Я читала их только по-английски. Мне очень нравится его эссе о родителях [L:447-501]. Как эссеист, он, конечно, блестящий. Но он и блестящий софист в своем роде.
А читали ли вы его эссе о Цветаевой?
О Цветаевой я вообще ничего не читаю, кроме биографического
Почему?
Не хочу, потому что я ее слишком люблю.
Ее и Бродский очень любит.
Я знаю. Это даже странно.
Мне кажется, вам понравилось бы то, что он о ней написал. Я помню, когда я с ним только что познакомилась в 1978 году, я была в плену у Цветаевой и осторожно сказала ему: "Не правда ли, Марина Ивановна почти гениальна?" Он поправил меня: "Не почти, а гениальна ." Потом, когда появились его эссе о Цветаевой [L:176-267/IV:64-125] в форме предисловий к ее прозе и поэзии[310]
, я сделала с них копии и послала Саломее Николаевне Андрониковой-Гальперн, которая дружила, как вы знаете, с Цветаевой в течение тринадцати лет и которой Цветаева написала свыше сорока писем. Она была в совершеннейшем восторге от первых двух страниц и, не дочитав эссе, посмотрела в конец, чтобы узнать, кто же так проникновенно и так блистательно написал о Цветаевой. Мне она потом сказала: "Наконец-то Марина Ивановна дождалась". В одном из своих интервью Бродский сказал, что Цветаева — единственный поэт, с которым он отказывается соревноваться[311].Да это и невозможно.
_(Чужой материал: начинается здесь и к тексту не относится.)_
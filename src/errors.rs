use std::{error, fmt};

use backtrace::Backtrace;

/// Describes an error which occurred while building a [Triangulation](crate::Triangulation)
#[derive(Debug)]
#[non_exhaustive]
pub enum TriangulationError {
    /// A contour was encountered with fewer than 3 vertices
    NotEnoughVertices {
        /// Position of the offending contour in the input
        contour: usize,
        /// Number of vertices it actually contains
        count: usize,
    },
    /// Two consecutive contour points coincide (within tolerance), which would
    /// produce a zero-length edge
    RepeatedVertex {
        /// Position of the offending contour in the input
        contour: usize,
        /// Position of the repeated vertex within that contour
        vertex: usize,
    },
    /// A contour does not respect the winding contract: the outer contour must
    /// be counter-clockwise and every hole clockwise
    InvalidWinding {
        /// Position of the offending contour in the input
        contour: usize,
    },
    /// One of the pre-sized build arenas overflowed its capacity bound.
    ///
    /// The arenas are sized for the linear growth that randomized insertion
    /// delivers in expectation; a pathological insertion order can exceed it,
    /// in which case the build fails rather than degrading silently.
    CapacityExceeded {
        /// Which arena overflowed
        store: &'static str,
        /// The capacity it was sized to
        capacity: usize,
    },
    /// A precondition was violated in the provided contours, or a
    /// trapezoidation bug was encountered.
    InternalError(InternalError),
}

impl error::Error for TriangulationError {
    fn source(&self) -> Option<&(dyn error::Error + 'static)> {
        match self {
            Self::InternalError(error) => Some(error),
            _ => None,
        }
    }
}

impl fmt::Display for TriangulationError {
    fn fmt(&self, f: &mut fmt::Formatter<'_>) -> fmt::Result {
        match self {
            Self::NotEnoughVertices { contour, count } => {
                write!(f, "Contour {} only contains {} vertices", contour, count)
            }
            Self::RepeatedVertex { contour, vertex } => {
                write!(f, "Contour {} repeats the point at vertex {}", contour, vertex)
            }
            Self::InvalidWinding { contour } => {
                if *contour == 0 {
                    write!(f, "Outer contour must be wound counter-clockwise")
                } else {
                    write!(f, "Hole contour {} must be wound clockwise", contour)
                }
            }
            Self::CapacityExceeded { store, capacity } => {
                write!(f, "The {} arena exceeded its capacity of {}", store, capacity)
            }
            Self::InternalError(error) => fmt::Display::fmt(error, f),
        }
    }
}

impl From<InternalError> for TriangulationError {
    fn from(e: InternalError) -> Self {
        Self::InternalError(e)
    }
}

#[derive(Debug)]
pub struct InternalError {
    pub msg: String,
    pub backtrace: Backtrace,
}

impl InternalError {
    #[cold]
    #[inline(always)]
    pub(crate) fn new(msg: impl Into<String>) -> Self {
        Self {
            msg: msg.into(),
            backtrace: Backtrace::new_unresolved(),
        }
    }
}

impl fmt::Display for InternalError {
    fn fmt(&self, f: &mut fmt::Formatter<'_>) -> fmt::Result {
        write!(f, "{}\n{:?}", self.msg, self.backtrace)
    }
}

impl error::Error for InternalError { }

impl TriangulationError {
    #[cold]
    #[inline(always)]
    pub(crate) fn internal(msg: impl Into<String>) -> Self {
        TriangulationError::InternalError(InternalError::new(msg))
    }
}
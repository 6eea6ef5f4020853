use core::fmt;

use num_traits::real::Real;

use crate::{idx::{Idx, IdxDisplay}, point::Point, segment::Segment, trapezoid::Trapezoid};

/// One node of the point-location search structure.
///
/// The structure starts as a tree but becomes a DAG as soon as trapezoids
/// merge: the absorbed trapezoid's sink has its incoming edge redirected onto
/// the survivor's sink, which from then on has several parents. Interior
/// nodes never need their parent, so only sinks record one; a sink is only
/// ever redirected while it still has the single parent it was created
/// under.
#[derive(Debug, Clone)]
pub(crate) enum QueryNode<C: Real> {
    /// Decides above/below against a vertex
    YNode {
        yval: Point<C>,
        above: Idx<QueryNode<C>>,
        below: Idx<QueryNode<C>>,
    },
    /// Decides left/right against a segment
    XNode {
        si: Idx<Segment<C>>,
        left: Idx<QueryNode<C>>,
        right: Idx<QueryNode<C>>,
    },
    /// Leaf: one live trapezoid
    Sink {
        ti: Idx<Trapezoid<C>>,
        parent: Idx<QueryNode<C>>,
    },
}

impl<C: Real> IdxDisplay for QueryNode<C> {
    fn fmt(f: &mut fmt::Formatter<'_>, idx: usize) -> fmt::Result {
        write!(f, "q{}", idx)
    }
}

impl<C: Real> fmt::Display for QueryNode<C> {
    fn fmt(&self, f: &mut fmt::Formatter<'_>) -> fmt::Result {
        match self {
            Self::YNode { yval, .. } => write!(f, "Y({})", yval),
            Self::XNode { si, .. } => write!(f, "X({})", si),
            Self::Sink { ti, .. } => write!(f, "S({})", ti),
        }
    }
}

#[cfg(feature = "debugging")]
impl<C: Real> QueryNode<C> {
    pub fn as_text_tree(&self, qi: Idx<Self>, qs: &[Self]) -> text_trees::TreeNode<String> {
        let label = format!("[{}] {}", qi, self);
        match self {
            QueryNode::YNode { above, below, .. } => text_trees::TreeNode::with_child_nodes(
                label,
                vec![
                    qs[*below].as_text_tree(*below, qs),
                    qs[*above].as_text_tree(*above, qs),
                ]
                .into_iter(),
            ),
            QueryNode::XNode { left, right, .. } => text_trees::TreeNode::with_child_nodes(
                label,
                vec![
                    qs[*left].as_text_tree(*left, qs),
                    qs[*right].as_text_tree(*right, qs),
                ]
                .into_iter(),
            ),
            QueryNode::Sink { .. } => label.into(),
        }
    }
}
Чем вы объясняете тот факт, что Бродский, выросший как поэт около Ахматовой, так тяготеет к Цветаевой?
По естественному признаку огромности: притяжение к большому телу.
Вы считаете, что Цветаева технически совершеннее Ахматовой?
Безусловно. Она вообще в этом смысле самый совершенный русский поэт, самый виртуозный.
Как вам видится Бродский в перспективе времени, как поэт, начавший новую эру в русской поэзии, или как завершивший ее определенный этaп?
Конечно, начавшим какую-то новую линию, в частности, проникновения английской и западной поэзии в русскую. Он как бы прививку совершил. Это, конечно, великое дело. Это его главное достижение.
Вы считаете, что русская поэзия нуждалась в такой прививке?
Я не уверена, что нуждалась, но он это сделал настолько естественно, что, наверное, нуждалась, раз это в принципе оказалось возможным. Во- обще-то русская поэзия, если ее представить как поле, а поэтов как деревья или людей стоящих, то почти не осталось места, куда можно встать, особенно оставаясь традиционным. И он сделал такой новый шаг или скачок. Он привил совершенно новую музыкальность и даже образ мышления, совершенно не свойственный русскому поэту. Но нужно ли это русской поэзии? Мне кажется, это перед ее концом. Это один из признаков ее конца и смерти. А может быть, мне все это трудно оценить как поэту. Бродский — поэт для читателей, в отличие от Хлебникова, скажем. Хотя и Хлебникову невозможно подражать, и, кроме обэриутов, ничего из него не родилось.
Странно, я вижу в вашем поэтическом мире следы Хлебникова.
Ну, какие-то, да.
И у Бродского его следы очевидны, в частности, в структуре тропов, в предпочтении именных метафор атрибутивным и глагольным, в типе трансформации реального мира в поэтический
[312]. Так что у вас с Бродским, по крайней мере, два общих поэтических родственника, и тем не менее ваши поэтики такие разные.